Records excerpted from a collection
#####

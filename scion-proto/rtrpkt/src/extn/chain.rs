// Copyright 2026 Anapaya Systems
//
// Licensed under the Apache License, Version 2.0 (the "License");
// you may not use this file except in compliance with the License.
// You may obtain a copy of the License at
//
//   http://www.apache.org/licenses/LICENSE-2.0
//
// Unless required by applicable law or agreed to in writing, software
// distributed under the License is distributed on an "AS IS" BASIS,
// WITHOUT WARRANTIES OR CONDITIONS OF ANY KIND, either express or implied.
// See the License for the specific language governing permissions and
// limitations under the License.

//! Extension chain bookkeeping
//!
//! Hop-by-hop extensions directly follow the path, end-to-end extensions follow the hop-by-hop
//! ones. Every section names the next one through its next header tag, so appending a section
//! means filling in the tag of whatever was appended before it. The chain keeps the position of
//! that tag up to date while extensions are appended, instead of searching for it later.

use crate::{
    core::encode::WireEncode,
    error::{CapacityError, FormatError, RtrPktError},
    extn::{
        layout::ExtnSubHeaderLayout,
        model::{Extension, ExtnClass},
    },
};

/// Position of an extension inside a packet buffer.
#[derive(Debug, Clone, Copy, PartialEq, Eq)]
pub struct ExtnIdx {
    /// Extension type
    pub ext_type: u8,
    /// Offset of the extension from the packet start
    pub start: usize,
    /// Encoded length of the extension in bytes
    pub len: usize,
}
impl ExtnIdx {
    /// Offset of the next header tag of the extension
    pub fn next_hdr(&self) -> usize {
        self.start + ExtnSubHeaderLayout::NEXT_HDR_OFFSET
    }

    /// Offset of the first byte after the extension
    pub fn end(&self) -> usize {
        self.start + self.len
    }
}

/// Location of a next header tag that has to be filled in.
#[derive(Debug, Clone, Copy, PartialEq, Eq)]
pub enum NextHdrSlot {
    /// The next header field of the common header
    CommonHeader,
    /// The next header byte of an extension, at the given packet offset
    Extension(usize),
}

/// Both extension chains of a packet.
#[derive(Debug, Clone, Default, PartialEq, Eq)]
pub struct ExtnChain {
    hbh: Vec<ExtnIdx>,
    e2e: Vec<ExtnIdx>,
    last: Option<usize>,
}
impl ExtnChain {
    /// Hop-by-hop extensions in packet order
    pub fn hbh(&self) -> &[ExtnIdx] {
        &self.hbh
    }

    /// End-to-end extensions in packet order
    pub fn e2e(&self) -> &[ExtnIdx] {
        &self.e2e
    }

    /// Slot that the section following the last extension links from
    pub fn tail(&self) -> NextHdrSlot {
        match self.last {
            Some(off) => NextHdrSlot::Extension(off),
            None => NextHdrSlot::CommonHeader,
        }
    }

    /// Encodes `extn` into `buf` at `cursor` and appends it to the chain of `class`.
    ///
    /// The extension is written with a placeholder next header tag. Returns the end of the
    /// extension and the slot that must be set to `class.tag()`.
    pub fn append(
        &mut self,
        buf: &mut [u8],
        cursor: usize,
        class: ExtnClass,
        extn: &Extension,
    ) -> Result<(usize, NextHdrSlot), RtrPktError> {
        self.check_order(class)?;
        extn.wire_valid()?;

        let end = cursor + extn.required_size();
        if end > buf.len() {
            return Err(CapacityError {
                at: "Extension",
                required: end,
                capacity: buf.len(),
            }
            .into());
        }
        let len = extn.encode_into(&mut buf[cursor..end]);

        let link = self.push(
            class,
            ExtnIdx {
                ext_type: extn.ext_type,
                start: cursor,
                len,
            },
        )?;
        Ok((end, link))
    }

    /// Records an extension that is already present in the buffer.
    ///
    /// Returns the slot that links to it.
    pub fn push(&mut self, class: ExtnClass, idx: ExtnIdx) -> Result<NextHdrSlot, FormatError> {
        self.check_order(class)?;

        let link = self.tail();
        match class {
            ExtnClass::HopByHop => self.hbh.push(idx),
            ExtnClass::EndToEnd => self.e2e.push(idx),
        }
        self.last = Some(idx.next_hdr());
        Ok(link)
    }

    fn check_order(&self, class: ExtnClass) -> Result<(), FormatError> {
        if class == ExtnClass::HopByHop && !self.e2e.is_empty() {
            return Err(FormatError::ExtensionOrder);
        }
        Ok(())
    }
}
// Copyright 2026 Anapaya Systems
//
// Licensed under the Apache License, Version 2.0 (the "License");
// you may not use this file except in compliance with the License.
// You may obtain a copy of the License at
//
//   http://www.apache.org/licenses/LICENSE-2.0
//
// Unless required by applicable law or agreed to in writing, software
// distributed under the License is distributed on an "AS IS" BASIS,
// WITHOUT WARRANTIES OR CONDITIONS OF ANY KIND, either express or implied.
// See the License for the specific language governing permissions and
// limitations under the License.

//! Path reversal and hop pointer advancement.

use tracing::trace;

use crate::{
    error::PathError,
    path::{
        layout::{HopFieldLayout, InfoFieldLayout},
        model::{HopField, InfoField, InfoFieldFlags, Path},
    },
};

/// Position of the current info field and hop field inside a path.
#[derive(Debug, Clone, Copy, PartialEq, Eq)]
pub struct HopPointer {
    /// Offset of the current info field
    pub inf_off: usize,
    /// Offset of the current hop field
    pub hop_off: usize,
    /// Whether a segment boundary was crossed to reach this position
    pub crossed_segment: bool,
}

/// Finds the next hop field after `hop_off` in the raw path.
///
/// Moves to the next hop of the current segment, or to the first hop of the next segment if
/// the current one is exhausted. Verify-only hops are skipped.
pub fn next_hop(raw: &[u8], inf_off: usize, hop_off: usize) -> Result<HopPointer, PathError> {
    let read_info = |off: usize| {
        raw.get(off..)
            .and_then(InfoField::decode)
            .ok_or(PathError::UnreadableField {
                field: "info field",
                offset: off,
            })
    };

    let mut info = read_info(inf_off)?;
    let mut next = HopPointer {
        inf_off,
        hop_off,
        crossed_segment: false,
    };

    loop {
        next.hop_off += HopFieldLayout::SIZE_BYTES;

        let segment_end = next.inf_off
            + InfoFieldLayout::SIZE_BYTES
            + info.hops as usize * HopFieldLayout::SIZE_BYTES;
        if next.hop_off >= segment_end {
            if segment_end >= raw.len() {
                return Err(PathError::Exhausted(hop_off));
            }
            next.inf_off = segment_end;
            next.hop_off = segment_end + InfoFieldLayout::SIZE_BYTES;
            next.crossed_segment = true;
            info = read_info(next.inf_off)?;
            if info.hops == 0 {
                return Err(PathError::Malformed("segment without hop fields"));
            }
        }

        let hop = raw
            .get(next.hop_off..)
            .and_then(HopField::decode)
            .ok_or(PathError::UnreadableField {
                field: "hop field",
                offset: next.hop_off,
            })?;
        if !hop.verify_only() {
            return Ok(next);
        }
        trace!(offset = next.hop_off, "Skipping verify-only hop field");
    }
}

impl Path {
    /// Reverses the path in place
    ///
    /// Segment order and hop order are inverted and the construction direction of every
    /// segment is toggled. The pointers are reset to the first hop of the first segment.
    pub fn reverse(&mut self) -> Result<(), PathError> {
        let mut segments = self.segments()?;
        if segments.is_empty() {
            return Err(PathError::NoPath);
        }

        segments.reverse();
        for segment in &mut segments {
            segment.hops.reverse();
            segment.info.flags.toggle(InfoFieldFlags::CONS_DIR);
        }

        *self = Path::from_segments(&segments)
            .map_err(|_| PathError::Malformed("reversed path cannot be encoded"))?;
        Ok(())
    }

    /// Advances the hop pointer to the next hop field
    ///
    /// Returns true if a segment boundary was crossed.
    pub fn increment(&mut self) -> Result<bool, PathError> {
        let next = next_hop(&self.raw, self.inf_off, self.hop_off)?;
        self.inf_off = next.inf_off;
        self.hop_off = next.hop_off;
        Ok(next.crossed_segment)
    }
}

#####

- Activity: Each line of the entries holding the string "trace" should be found and copied.

- Your solution:
use tracing::trace;
        trace!(offset = next.hop_off, "Skipping verify-only hop field");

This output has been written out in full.